Whilst it was true that there was evidence that the appellant was affected by the event and no doubt was truly sorry that it happened, but (at [159]):

… there was and is no remorse demonstrated by the appellant for the offence. That is inherent in the fact that, at the commencement of the trial by jury, the appellant pleaded not guilty to the greater offence of which he was found not guilty. At the commencement of the subsequent hearing before his Honour, the appellant entered two pleas of not guilty. And up until the conclusion of the hearing of the appeal, the appellant disputed that he committed the two summary offences of which he was convicted, and instructed a solicitor, junior counsel, and senior counsel to make detailed and varied submissions in support of that proposition to this Court. Nothing has changed since this Court reserved its judgment.

Whilst the judge ‘accepted that the appellant deeply regretted, in a general way, the fact that a person died in the early hours of 19 October 2012’ he was correct to conclude that the appellant did not demonstrate ‘remorse’ as required by the Act and therefore the judge did not make an error by failing to give ‘credit’ to the accused for whatever remorse he did and does have.

As for the claim that the sentence was manifestly (which means ‘In a way that is clear or obvious to the eye or mind’; Oxford English Dictionary (Online)) excessive, Button J said (at [167]-[168]):

… the negligent driving of the appellant substantially contributed to the death of a human being. That death was, in one sense, caused by the refusal of the appellant to wait a mere 11 seconds until another vehicle had driven past him. The maximum penalty for the offence was, in the circumstances, full-time imprisonment for 18 months. No remorse was demonstrated by the appellant, and of course there could be no utilitarian discount after the hearing before his Honour. Although free of criminal convictions, the appellant was not free of traffic matters, including a previous conviction for negligent driving, albeit many years previously.

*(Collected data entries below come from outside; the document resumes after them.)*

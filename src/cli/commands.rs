//! CLI commands and argument parsing

use crate::config::Order;
use clap::{Parser, Subcommand};

/// Pagination engine for read-only HTTP data sources
#[derive(Parser, Debug)]
#[command(name = "pagereaper")]
#[command(author, version, about, long_about = None)]
pub struct Cli {
    /// Catalog name (built-in) or YAML file
    #[arg(short, long, global = true)]
    pub catalog: Option<String>,

    /// Output format
    #[arg(short, long, global = true, default_value = "json")]
    pub format: OutputFormat,

    /// Verbose output
    #[arg(short, long, global = true)]
    pub verbose: bool,

    /// Command to run
    #[command(subcommand)]
    pub command: Commands,
}

/// CLI subcommands
#[derive(Subcommand, Debug)]
pub enum Commands {
    /// List built-in catalogs
    List,

    /// List the sources of a catalog
    Sources,

    /// Validate a catalog definition
    Validate,

    /// Read records along a traversal path
    Read {
        /// Source followed by child names, separated by '/' (e.g. page_feed/comments)
        path: String,

        /// Locator of the first source (page id, subreddit, channel, ...)
        locator: String,

        /// Maximum records to print (0 = all)
        #[arg(short = 'n', long, default_value = "0")]
        count: usize,

        /// Requested page size (0 = source maximum)
        #[arg(long, default_value = "0")]
        page_size: u32,

        /// Traversal order
        #[arg(long, default_value = "natural")]
        order: Order,

        /// Skip child branches whose requests fail
        #[arg(long)]
        skip_inner_errors: bool,

        /// Attach the parent key to child records
        #[arg(long)]
        tag_parent: bool,

        /// Pages of the first source to skip (from an earlier failed run)
        #[arg(long, default_value = "0")]
        resume_pages: usize,

        /// Credential as key=value (repeatable)
        #[arg(long = "auth", value_name = "KEY=VALUE")]
        auth: Vec<String>,

        /// Template parameter as key=value (repeatable)
        #[arg(long = "param", value_name = "KEY=VALUE")]
        params: Vec<String>,
    },
}

/// Output format
#[derive(Debug, Clone, Copy, PartialEq, Eq, clap::ValueEnum)]
pub enum OutputFormat {
    /// JSON output (one record per line)
    Json,
    /// Human-readable output
    Pretty,
}

#[cfg(test)]
mod tests {
    use super::*;

    #[test]
    fn test_parse_read() {
        let cli = Cli::try_parse_from([
            "pagereaper",
            "--catalog",
            "graph",
            "read",
            "page_feed/comments",
            "1234",
            "-n",
            "50",
            "--order",
            "reverse",
            "--tag-parent",
            "--auth",
            "access_token=tok",
        ])
        .unwrap();

        assert_eq!(cli.catalog.as_deref(), Some("graph"));
        match cli.command {
            Commands::Read {
                path,
                locator,
                count,
                order,
                tag_parent,
                auth,
                ..
            } => {
                assert_eq!(path, "page_feed/comments");
                assert_eq!(locator, "1234");
                assert_eq!(count, 50);
                assert_eq!(order, Order::Reverse);
                assert!(tag_parent);
                assert_eq!(auth, vec!["access_token=tok"]);
            }
            other => panic!("unexpected command {other:?}"),
        }
    }

    #[test]
    fn test_global_catalog_after_subcommand() {
        let cli = Cli::try_parse_from(["pagereaper", "sources", "-c", "reddit", "-v"]).unwrap();
        assert_eq!(cli.catalog.as_deref(), Some("reddit"));
        assert!(cli.verbose);
        assert!(matches!(cli.command, Commands::Sources));
    }

    #[test]
    fn test_rejects_bad_order() {
        assert!(Cli::try_parse_from(["pagereaper", "read", "a", "b", "--order", "up"]).is_err());
    }
}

The sentence imposed consists of the appellant being subject to conditional liberty for 12 months, whereby he is subject to a reasonably intensive program of rehabilitation. As this Court has said on another occasion, although that is a sentence of “imprisonment”, it is also a sentence that unquestionably has a large degree of inherent leniency built into it: R v Pogson (2012) 82 NSWLR 60 at [106].

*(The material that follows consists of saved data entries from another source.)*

//! HTTP module
//!
//! Provides the single-request transport, the retrying executor, request
//! pacing and credential redaction.
//!
//! # Features
//!
//! - **Transport**: one GET, typed failure on non-2xx or network error
//! - **Automatic Retries**: bounded retries with linear backoff
//! - **Failure Escalation**: one exhausted fetch is recoverable, two in a row are fatal
//! - **Pacing**: at most one request per interval, using governor
//! - **Redaction**: credentials never reach the logs

mod executor;
mod rate_limit;
/// Credential redaction for log lines and error bodies
pub mod redact;
mod transport;

pub use executor::{ExecutorConfig, ExecutorConfigBuilder, RetryingExecutor};
pub use rate_limit::RequestPacer;
pub use transport::{
    HttpTransport, PageRequest, Transport, TransportConfig, TransportConfigBuilder,
};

Nothing placed before this Court persuades me that the sentence actually imposed was unavailable to the discretion of his Honour. To the contrary, on one view it could perhaps be regarded as a rather lenient sentence.


His Honour proposed that all the grounds of appeal against both conviction and sentence should be dismissed.  Gleeson and Harrison JJ agreed with the decision of Button J.


The outcome of this case depends entirely on its facts. The fact that Mr Wells was negligent in this case does not govern the determination of the next case. Each case has to be judged on its own facts.

If one was looking for a rule of law that could be applied in future cases it would be that the concept of ‘emergency’ for the various road rules does require some degree of urgency.  Just because a person is driving an RFS (or SES, or NSWF&R or NSW Ambulance) vehicle it does not mean that they can activate the beacons and/or sirens and enjoy an immunity from the road rules. They have to be responding to an ‘emergency’. Exactly what that is remains undefined but it must be something that has a degree of urgency; mere convenience is not enough.

Another rule might be that even with the lights and sirens on, you are not entitled to proceed on the assumption that people will give way. You have to make sure they have first – hence the advice always stop at the red light or stop sign and make sure everyone has given way before you proceed.

The end of the legal road?

There is one more possibility of appeal. Mr Wells could seek to take the matter to the High Court of Australia.  An appeal to the High Court of Australia is not a right, one has to seek leave and in so doing, persuade the court that there is a legal issue that warrants its consideration.  Whether Mr Wells will seek that leave, and whether the Court would grant it, I cannot say.